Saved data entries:

*-*-*

impl eframe::App for PlannerApp {
    fn update(&mut self, ctx: &egui::Context, _frame: &mut eframe::Frame) {
        let today = today();

        if ctx.input(|i| i.modifiers.ctrl && i.key_pressed(egui::Key::S)) {
            self.save_project();
        }
        if let Some(active) = self.controller.active_task() {
            if self.project.store.get(active).is_none() {
                self.controller.abort();
            }
        }
        self.sync_draft();

        // Top panel: toolbar
        egui::TopBottomPanel::top("toolbar").show(ctx, |ui| {
            ui::toolbar::show_toolbar(self, ui);
        });

        // Bottom panel: status bar
        let summary = crate::model::progress::summarize(self.project.store.tasks());
        egui::TopBottomPanel::bottom("status_bar")
            .exact_height(ui::theme::STATUS_BAR_HEIGHT)
            .frame(
                egui::Frame::default()
                    .fill(ui::theme::BG_STATUS_BAR)
                    .inner_margin(egui::Margin::symmetric(10.0, 0.0)),
            )
            .show(ctx, |ui| {
                ui.horizontal_centered(|ui| {
                    ui.label(
                        egui::RichText::new(&self.status_message)
                            .font(ui::theme::font_status())
                            .color(ui::theme::TEXT_SECONDARY),
                    );
                    ui.with_layout(egui::Layout::right_to_left(egui::Align::Center), |ui| {
                        ui.label(
                            egui::RichText::new(format!(
                                "Progress: {:.0}%  ·  {}/{} done  ·  {} in progress  ·  {} delayed  ·  {}",
                                summary.earned * 100.0,
                                summary.completed,
                                summary.total,
                                summary.in_progress,
                                summary.delayed,
                                self.timeline.scale.label(),
                            ))
                            .size(10.5)
                            .color(ui::theme::TEXT_DIM),
                        );
                    });
                });
            });

        // Left panel: editor + task table
        let mut task_action = TaskTableAction::None;
        let mut editor_action = EditorAction::None;
        let panel = egui::SidePanel::left("task_panel")
            .default_width(self.settings.side_panel_width)
            .min_width(240.0)
            .max_width(self.settings.side_panel_width * 2.0)
            .resizable(true)
            .frame(
                egui::Frame::default()
                    .fill(ui::theme::BG_PANEL)
                    .inner_margin(egui::Margin::same(8.0))
                    .stroke(egui::Stroke::new(1.0, ui::theme::BORDER_SUBTLE)),
            )
            .show(ctx, |ui| {
                if let Some(draft) = &mut self.draft {
                    let graph = self.project.store.graph();
                    egui::ScrollArea::vertical()
                        .id_salt("editor_scroll")
                        .max_height(ui.available_height() * 0.6)
                        .show(ui, |ui| {
                            editor_action = ui::task_editor::show_task_editor(
                                &mut draft.edit,
                                &draft.base,
                                &self.project,
                                &graph,
                                ui,
                            );
                        });
                    ui.add_space(4.0);
                    ui.separator();
                    ui.add_space(2.0);
                }

                task_action = ui::task_table::show_task_table(
                    &self.project,
                    self.selected_task,
                    today,
                    ui,
                );
            });
        self.settings.side_panel_width = panel.response.rect.width();

        self.handle_editor_action(editor_action);
        match task_action {
            TaskTableAction::Select(id) => self.selected_task = Some(id),
            TaskTableAction::Delete(id) => self.delete_task(id),
            TaskTableAction::Add => self.show_add_task = true,
            TaskTableAction::None => {}
        }

        // Central panel: Gantt chart
        let chart_frame = egui::Frame::default()
            .fill(ui::theme::BG_DARK)
            .inner_margin(egui::Margin::ZERO);
        let chart = egui::CentralPanel::default()
            .frame(chart_frame)
            .show(ctx, |ui| {
                ui::gantt_chart::show_gantt_chart(
                    &mut self.project,
                    &mut self.timeline,
                    &mut self.controller,
                    &mut self.selected_task,
                    today,
                    ui,
                )
            });
        if let Some(outcome) = chart.inner.outcome {
            self.handle_drag_outcome(outcome);
        }

        // Dialogs
        if self.show_add_task {
            ui::dialogs::show_add_task_dialog(self, ctx);
        }
        if self.show_crew {
            ui::dialogs::show_crew_dialog(self, ctx);
        }
        if self.show_about {
            ui::dialogs::show_about_dialog(self, ctx);
        }
        if self.show_csv_help {
            ui::dialogs::show_csv_help_dialog(self, ctx);
        }
        if self.conflict.is_some() {
            ui::dialogs::show_conflict_dialog(self, ctx);
        }
    }

    fn on_exit(&mut self, _gl: Option<&eframe::glow::Context>) {
        self.save_settings();
    }
}
use egui::{Color32, Context, RichText, Window};

use crate::app::PlannerApp;
use crate::ui::theme;

/// Render the "Add Task" dialog.
pub fn show_add_task_dialog(app: &mut PlannerApp, ctx: &Context) {
    let mut should_close = false;
    Window::new(RichText::new("Add Task").strong().size(14.0))
        .resizable(false)
        .collapsible(false)
        .anchor(egui::Align2::CENTER_CENTER, [0.0, 0.0])
        .fixed_size([320.0, 0.0])
        .show(ctx, |ui| {
            ui.visuals_mut().extreme_bg_color = theme::BG_FIELD;
            ui.visuals_mut().faint_bg_color = Color32::TRANSPARENT;
            ui.add_space(4.0);

            egui::Grid::new("add_task_grid")
                .num_columns(2)
                .striped(false)
                .spacing([12.0, 8.0])
                .show(ui, |ui| {
                    ui.label(RichText::new("Name").color(theme::TEXT_SECONDARY));
                    ui.add_sized(
                        [220.0, 24.0],
                        egui::TextEdit::singleline(&mut app.new_task_name)
                            .hint_text("Task name...")
                            .text_color(theme::TEXT_PRIMARY),
                    );
                    ui.end_row();

                    ui.label(RichText::new("Start").color(theme::TEXT_SECONDARY));
                    ui.add(
                        egui_extras::DatePickerButton::new(&mut app.new_task_start_date)
                            .id_salt("dlg_dp_start"),
                    );
                    ui.end_row();

                    ui.label(RichText::new("End").color(theme::TEXT_SECONDARY));
                    ui.add(
                        egui_extras::DatePickerButton::new(&mut app.new_task_end_date)
                            .id_salt("dlg_dp_end"),
                    );
                    ui.end_row();
                });

            if app.new_task_end_date < app.new_task_start_date {
                ui.label(
                    RichText::new("End is before start; the dates will be swapped.")
                        .size(10.0)
                        .color(theme::TEXT_DIM),
                );
            }

            ui.add_space(6.0);
            ui.separator();
            ui.add_space(4.0);

            ui.horizontal(|ui| {
                let can_create = !app.new_task_name.trim().is_empty();
                let create_btn = egui::Button::new(RichText::new("Create").color(Color32::WHITE))
                    .fill(theme::ACCENT)
                    .rounding(egui::Rounding::same(4.0));
                if ui.add_enabled(can_create, create_btn).clicked() {
                    app.create_task_from_dialog();
                    should_close = true;
                }
                if ui.add_sized([80.0, 28.0], egui::Button::new("Cancel")).clicked() {
                    should_close = true;
                }
            });
            ui.add_space(2.0);
        });

    if should_close || ctx.input(|i| i.key_pressed(egui::Key::Escape)) {
        app.show_add_task = false;
    }
}

/// Render the crew dialog: add and remove workers.
pub fn show_crew_dialog(app: &mut PlannerApp, ctx: &Context) {
    let mut should_close = false;
    let mut remove = None;
    Window::new(RichText::new("Crew").strong().size(14.0))
        .resizable(false)
        .collapsible(false)
        .anchor(egui::Align2::CENTER_CENTER, [0.0, 0.0])
        .fixed_size([360.0, 0.0])
        .show(ctx, |ui| {
            ui.visuals_mut().extreme_bg_color = theme::BG_FIELD;

            if app.project.workers.is_empty() {
                ui.label(RichText::new("No workers yet").color(theme::TEXT_DIM));
            }
            egui::Grid::new("crew_grid")
                .num_columns(3)
                .striped(true)
                .spacing([12.0, 4.0])
                .show(ui, |ui| {
                    for worker in &app.project.workers {
                        let assigned = app
                            .project
                            .store
                            .tasks()
                            .iter()
                            .filter(|t| t.assigned_worker_id == Some(worker.id))
                            .count();
                        ui.label(RichText::new(&worker.name).strong());
                        ui.label(
                            RichText::new(format!("{} · {} tasks", worker.trade, assigned))
                                .color(theme::TEXT_SECONDARY),
                        );
                        let del = egui::Button::new(
                            RichText::new(egui_phosphor::regular::TRASH).color(theme::TEXT_DIM),
                        )
                        .frame(false);
                        if ui.add(del).on_hover_text("Remove worker").clicked() {
                            remove = Some(worker.id);
                        }
                        ui.end_row();
                    }
                });

            ui.add_space(6.0);
            ui.separator();
            ui.horizontal(|ui| {
                ui.add(
                    egui::TextEdit::singleline(&mut app.new_worker_name)
                        .hint_text("Name")
                        .desired_width(130.0),
                );
                ui.add(
                    egui::TextEdit::singleline(&mut app.new_worker_trade)
                        .hint_text("Trade")
                        .desired_width(110.0),
                );
                let can_add = !app.new_worker_name.trim().is_empty();
                let btn = egui::Button::new(
                    RichText::new(egui_phosphor::regular::PLUS).color(Color32::WHITE),
                )
                .fill(theme::ACCENT);
                if ui.add_enabled(can_add, btn).clicked() {
                    app.add_worker_from_dialog();
                }
            });

            ui.add_space(6.0);
            if ui.add_sized([80.0, 28.0], egui::Button::new("Close")).clicked() {
                should_close = true;
            }
        });

    if let Some(id) = remove {
        app.remove_worker(id);
    }
    if should_close || ctx.input(|i| i.key_pressed(egui::Key::Escape)) {
        app.show_crew = false;
    }
}

/// Render the scheduling conflict notice.
pub fn show_conflict_dialog(app: &mut PlannerApp, ctx: &Context) {
    let Some(message) = app.conflict.clone() else {
        return;
    };
    let mut should_close = false;
    Window::new(
        RichText::new(format!("{}  Scheduling conflict", egui_phosphor::regular::WARNING))
            .strong()
            .size(14.0)
            .color(theme::DANGER),
    )
    .resizable(false)
    .collapsible(false)
    .anchor(egui::Align2::CENTER_CENTER, [0.0, 0.0])
    .fixed_size([360.0, 0.0])
    .show(ctx, |ui| {
        ui.add_space(4.0);
        ui.label(RichText::new(message).color(theme::TEXT_PRIMARY));
        ui.add_space(8.0);
        ui.label(
            RichText::new("No changes were saved.")
                .size(10.0)
                .color(theme::TEXT_DIM),
        );
        ui.add_space(6.0);
        if ui.add_sized([80.0, 28.0], egui::Button::new("OK")).clicked() {
            should_close = true;
        }
    });

    if should_close || ctx.input(|i| i.key_pressed(egui::Key::Escape)) {
        app.conflict = None;
    }
}

/// Render the "About" dialog.
pub fn show_about_dialog(app: &mut PlannerApp, ctx: &Context) {
    let mut should_close = false;
    Window::new("About")
        .resizable(false)
        .collapsible(false)
        .anchor(egui::Align2::CENTER_CENTER, [0.0, 0.0])
        .fixed_size([300.0, 180.0])
        .show(ctx, |ui| {
            ui.vertical_centered(|ui| {
                ui.add_space(12.0);
                ui.heading(RichText::new("Site Planner").strong());
                ui.add_space(2.0);
                ui.label(
                    RichText::new(format!("Version {}", env!("CARGO_PKG_VERSION")))
                        .color(theme::TEXT_SECONDARY),
                );
                ui.add_space(10.0);
                ui.label("Construction scheduling with");
                ui.label("a dependency-aware Gantt chart.");
                ui.add_space(14.0);
                if ui.add_sized([100.0, 28.0], egui::Button::new("Close")).clicked() {
                    should_close = true;
                }
            });
        });
    if should_close || ctx.input(|i| i.key_pressed(egui::Key::Escape)) {
        app.show_about = false;
    }
}

/// Render the "CSV Import Format" help dialog.
pub fn show_csv_help_dialog(app: &mut PlannerApp, ctx: &Context) {
    let mut should_close = false;

    Window::new(RichText::new("CSV Import Format").strong().size(14.0))
        .resizable(true)
        .collapsible(false)
        .anchor(egui::Align2::CENTER_CENTER, [0.0, 0.0])
        .default_size([560.0, 500.0])
        .show(ctx, |ui| {
            egui::ScrollArea::vertical().show(ui, |ui| {
                ui.add_space(4.0);
                ui.label(RichText::new("Delimiters").strong());
                ui.label("The delimiter is auto-detected: comma (,), semicolon (;), or tab.");
                ui.add_space(8.0);

                ui.label(RichText::new("Required Columns").strong());
                ui.add_space(2.0);
                egui::Grid::new("csv_required")
                    .num_columns(2)
                    .striped(true)
                    .spacing([12.0, 4.0])
                    .show(ui, |ui| {
                        ui.label(RichText::new("Column").underline());
                        ui.label(RichText::new("Accepted headers (case-insensitive)").underline());
                        ui.end_row();

                        ui.label(RichText::new("Task Name").strong());
                        ui.label("Name, Task, Title, Activity, Tarea, Nombre");
                        ui.end_row();

                        ui.label(RichText::new("Start Date").strong());
                        ui.label("Start, Start Date, From, Begin, Inicio, Fecha Inicio");
                        ui.end_row();

                        ui.label(RichText::new("End Date").strong());
                        ui.label("End, End Date, To, Finish, Due, Fin, Fecha Fin");
                        ui.end_row();
                    });
                ui.add_space(8.0);

                ui.label(RichText::new("Optional Columns").strong());
                ui.add_space(2.0);
                egui::Grid::new("csv_optional")
                    .num_columns(3)
                    .striped(true)
                    .spacing([12.0, 4.0])
                    .show(ui, |ui| {
                        ui.label(RichText::new("Column").underline());
                        ui.label(RichText::new("Accepted headers").underline());
                        ui.label(RichText::new("Accepted values").underline());
                        ui.end_row();

                        ui.label(RichText::new("Status").strong());
                        ui.label("Status, State, Stage, Estado");
                        ui.label("Not Started / In Progress / Completed / Delayed");
                        ui.end_row();

                        ui.label(RichText::new("Depends On").strong());
                        ui.label("Depends On, Predecessors, Prerequisites, After");
                        ui.label("Task names separated by |");
                        ui.end_row();

                        ui.label(RichText::new("Volume").strong());
                        ui.label("Total Volume, Completed Volume, Unit");
                        ui.label("Numbers, decimal comma accepted");
                        ui.end_row();

                        ui.label(RichText::new("Value").strong());
                        ui.label("Value, Total Value, Cost, Budget");
                        ui.label("Number");
                        ui.end_row();

                        ui.label(RichText::new("Description").strong());
                        ui.label("Description, Notes, Note, Details");
                        ui.label("Any text");
                        ui.end_row();
                    });
                ui.add_space(8.0);

                ui.label(RichText::new("Supported Date Formats").strong());
                ui.add_space(2.0);
                for fmt in &[
                    "YYYY-MM-DD   (e.g. 2025-06-15)",
                    "DD/MM/YYYY   (e.g. 15/06/2025)",
                    "MM/DD/YYYY   (e.g. 06/15/2025)",
                    "DD-MM-YYYY   (e.g. 15-06-2025)",
                    "DD.MM.YYYY   (e.g. 15.06.2025)",
                    "YYYY/MM/DD   (e.g. 2025/06/15)",
                ] {
                    ui.label(RichText::new(*fmt).monospace().size(11.0));
                }
                ui.add_space(8.0);

                ui.label(RichText::new("Notes").strong());
                ui.add_space(2.0);
                let notes = [
                    "• Header matching is case-insensitive and ignores spaces, hyphens and underscores.",
                    "• Prerequisites are matched by name and must appear in the same file.",
                    "• A link whose prerequisite ends after the task starts is dropped.",
                    "• Recorded volumes override the status column.",
                    "• Rows with a missing name or invalid dates are skipped.",
                ];
                for note in &notes {
                    ui.label(RichText::new(*note).small());
                }
                ui.add_space(10.0);

                ui.label(RichText::new("Minimal Example (semicolon-delimited)").strong());
                ui.add_space(2.0);
                let example = "Task;Start Date;End Date;Status;Depends On;Total Volume;Completed Volume;Unit\n\
                               Excavation;01/07/2025;08/07/2025;Completed;;120;120;m3\n\
                               Foundations;08/07/2025;20/07/2025;In Progress;Excavation;40;12;m3\n\
                               Framing;21/07/2025;15/08/2025;Not Started;Foundations;;;";
                egui::Frame::dark_canvas(ui.style()).show(ui, |ui| {
                    ui.add(
                        egui::TextEdit::multiline(&mut example.to_string())
                            .font(egui::TextStyle::Monospace)
                            .desired_width(f32::INFINITY)
                            .interactive(false),
                    );
                });
                ui.add_space(8.0);
            });

            ui.separator();
            ui.add_space(4.0);
            if ui.add_sized([80.0, 28.0], egui::Button::new("Close")).clicked() {
                should_close = true;
            }
            ui.add_space(2.0);
        });

    if should_close || ctx.input(|i| i.key_pressed(egui::Key::Escape)) {
        app.show_csv_help = false;
    }
}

*-*-*

Requirement: Please report only the count of lines in the entries above where the word "outcome" appears.

Reply: 2